***** Exercise materials *****
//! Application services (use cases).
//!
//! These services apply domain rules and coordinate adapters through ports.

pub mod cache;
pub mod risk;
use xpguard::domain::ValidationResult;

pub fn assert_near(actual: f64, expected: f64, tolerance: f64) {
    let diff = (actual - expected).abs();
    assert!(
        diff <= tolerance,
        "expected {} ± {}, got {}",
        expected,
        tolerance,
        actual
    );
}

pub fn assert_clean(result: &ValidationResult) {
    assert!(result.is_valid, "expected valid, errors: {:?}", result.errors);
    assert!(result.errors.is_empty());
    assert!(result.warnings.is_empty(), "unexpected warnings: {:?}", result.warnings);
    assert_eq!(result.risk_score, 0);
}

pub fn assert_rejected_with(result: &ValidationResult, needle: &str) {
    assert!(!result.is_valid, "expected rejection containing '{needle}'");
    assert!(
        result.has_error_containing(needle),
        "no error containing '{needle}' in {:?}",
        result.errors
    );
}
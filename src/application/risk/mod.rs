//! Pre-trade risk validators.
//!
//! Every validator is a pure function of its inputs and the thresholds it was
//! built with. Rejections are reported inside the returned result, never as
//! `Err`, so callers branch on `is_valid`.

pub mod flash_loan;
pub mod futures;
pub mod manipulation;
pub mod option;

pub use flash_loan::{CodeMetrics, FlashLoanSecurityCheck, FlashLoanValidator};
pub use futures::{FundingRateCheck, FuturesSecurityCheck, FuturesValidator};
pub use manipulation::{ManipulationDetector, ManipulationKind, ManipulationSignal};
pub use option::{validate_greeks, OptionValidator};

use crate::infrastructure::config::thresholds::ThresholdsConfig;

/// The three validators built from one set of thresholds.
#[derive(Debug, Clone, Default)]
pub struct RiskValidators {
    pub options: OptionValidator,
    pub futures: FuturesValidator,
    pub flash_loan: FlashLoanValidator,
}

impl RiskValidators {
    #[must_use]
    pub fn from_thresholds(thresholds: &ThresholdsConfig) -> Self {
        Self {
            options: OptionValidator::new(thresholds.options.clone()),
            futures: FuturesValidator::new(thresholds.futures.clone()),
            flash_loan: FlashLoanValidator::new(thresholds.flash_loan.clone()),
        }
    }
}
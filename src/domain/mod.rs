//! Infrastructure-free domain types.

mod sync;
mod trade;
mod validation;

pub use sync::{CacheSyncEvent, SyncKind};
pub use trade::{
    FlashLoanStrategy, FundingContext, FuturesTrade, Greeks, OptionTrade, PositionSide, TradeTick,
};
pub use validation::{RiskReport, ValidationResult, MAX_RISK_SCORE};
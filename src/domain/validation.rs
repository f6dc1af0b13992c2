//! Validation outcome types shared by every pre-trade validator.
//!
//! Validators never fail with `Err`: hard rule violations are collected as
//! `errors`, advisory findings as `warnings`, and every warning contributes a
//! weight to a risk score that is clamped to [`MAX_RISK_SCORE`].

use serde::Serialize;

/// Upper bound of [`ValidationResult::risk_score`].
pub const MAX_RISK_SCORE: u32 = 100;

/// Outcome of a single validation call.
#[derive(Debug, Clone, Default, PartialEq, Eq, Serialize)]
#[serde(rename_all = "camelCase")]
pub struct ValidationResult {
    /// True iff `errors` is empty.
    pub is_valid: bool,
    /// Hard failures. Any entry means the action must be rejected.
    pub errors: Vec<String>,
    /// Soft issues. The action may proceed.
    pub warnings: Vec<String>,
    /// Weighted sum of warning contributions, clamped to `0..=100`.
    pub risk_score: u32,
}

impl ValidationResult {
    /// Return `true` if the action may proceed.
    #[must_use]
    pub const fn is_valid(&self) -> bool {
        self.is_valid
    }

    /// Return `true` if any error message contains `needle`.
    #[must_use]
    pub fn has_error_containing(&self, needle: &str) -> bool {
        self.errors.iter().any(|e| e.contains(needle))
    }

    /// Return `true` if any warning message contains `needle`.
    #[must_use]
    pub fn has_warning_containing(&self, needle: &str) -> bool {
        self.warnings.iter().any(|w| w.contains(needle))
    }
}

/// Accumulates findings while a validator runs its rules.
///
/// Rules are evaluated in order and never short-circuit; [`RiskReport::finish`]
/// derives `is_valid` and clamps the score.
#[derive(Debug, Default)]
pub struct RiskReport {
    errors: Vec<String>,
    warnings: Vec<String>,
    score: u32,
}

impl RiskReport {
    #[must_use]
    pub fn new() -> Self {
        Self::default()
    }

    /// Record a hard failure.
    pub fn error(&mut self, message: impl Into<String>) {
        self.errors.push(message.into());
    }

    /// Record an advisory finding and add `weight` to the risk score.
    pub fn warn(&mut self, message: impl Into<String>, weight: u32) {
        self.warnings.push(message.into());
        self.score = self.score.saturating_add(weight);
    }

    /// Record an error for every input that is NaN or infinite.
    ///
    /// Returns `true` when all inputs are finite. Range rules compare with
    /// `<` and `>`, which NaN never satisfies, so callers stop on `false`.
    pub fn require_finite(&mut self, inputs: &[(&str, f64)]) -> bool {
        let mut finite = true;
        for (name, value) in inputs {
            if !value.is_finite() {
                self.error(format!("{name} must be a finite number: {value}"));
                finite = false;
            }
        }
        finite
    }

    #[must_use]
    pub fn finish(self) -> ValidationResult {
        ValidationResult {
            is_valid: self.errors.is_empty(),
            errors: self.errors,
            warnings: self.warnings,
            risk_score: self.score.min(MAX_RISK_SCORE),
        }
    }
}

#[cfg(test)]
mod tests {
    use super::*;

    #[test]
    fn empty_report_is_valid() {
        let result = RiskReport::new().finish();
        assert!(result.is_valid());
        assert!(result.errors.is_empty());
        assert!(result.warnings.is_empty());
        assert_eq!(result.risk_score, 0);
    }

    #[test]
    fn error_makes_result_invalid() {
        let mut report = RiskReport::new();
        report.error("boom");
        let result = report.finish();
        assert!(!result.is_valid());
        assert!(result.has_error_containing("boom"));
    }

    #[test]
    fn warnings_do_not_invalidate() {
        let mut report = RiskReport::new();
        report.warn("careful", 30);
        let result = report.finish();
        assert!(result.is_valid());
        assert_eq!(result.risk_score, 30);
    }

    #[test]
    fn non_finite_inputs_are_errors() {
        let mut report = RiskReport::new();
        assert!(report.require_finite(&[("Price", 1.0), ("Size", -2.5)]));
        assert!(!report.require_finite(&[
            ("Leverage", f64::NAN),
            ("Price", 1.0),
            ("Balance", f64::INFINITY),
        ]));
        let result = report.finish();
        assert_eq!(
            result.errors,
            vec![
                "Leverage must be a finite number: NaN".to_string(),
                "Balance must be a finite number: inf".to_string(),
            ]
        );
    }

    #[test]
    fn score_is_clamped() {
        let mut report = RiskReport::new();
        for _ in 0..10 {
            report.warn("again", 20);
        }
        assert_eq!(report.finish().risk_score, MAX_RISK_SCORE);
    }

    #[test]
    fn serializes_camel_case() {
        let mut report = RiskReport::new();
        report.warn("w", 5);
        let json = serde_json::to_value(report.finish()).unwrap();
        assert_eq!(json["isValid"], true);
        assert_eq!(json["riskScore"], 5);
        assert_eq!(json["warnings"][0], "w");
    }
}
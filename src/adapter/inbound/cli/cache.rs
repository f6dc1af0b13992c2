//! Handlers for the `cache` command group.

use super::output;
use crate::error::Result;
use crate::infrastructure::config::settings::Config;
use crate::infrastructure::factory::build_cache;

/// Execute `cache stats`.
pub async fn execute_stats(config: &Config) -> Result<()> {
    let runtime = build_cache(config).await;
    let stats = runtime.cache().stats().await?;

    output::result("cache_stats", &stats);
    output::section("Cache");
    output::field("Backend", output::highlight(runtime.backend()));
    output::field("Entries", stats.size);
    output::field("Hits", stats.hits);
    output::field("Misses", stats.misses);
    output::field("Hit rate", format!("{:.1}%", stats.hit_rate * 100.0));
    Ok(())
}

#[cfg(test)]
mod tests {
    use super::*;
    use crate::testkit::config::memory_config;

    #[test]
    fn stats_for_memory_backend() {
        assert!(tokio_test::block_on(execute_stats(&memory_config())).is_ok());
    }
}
*****
Exercise description: Reproduce each line of the records in which the word "RiskValidators" appears.

Output below:
pub struct RiskValidators {
impl RiskValidators {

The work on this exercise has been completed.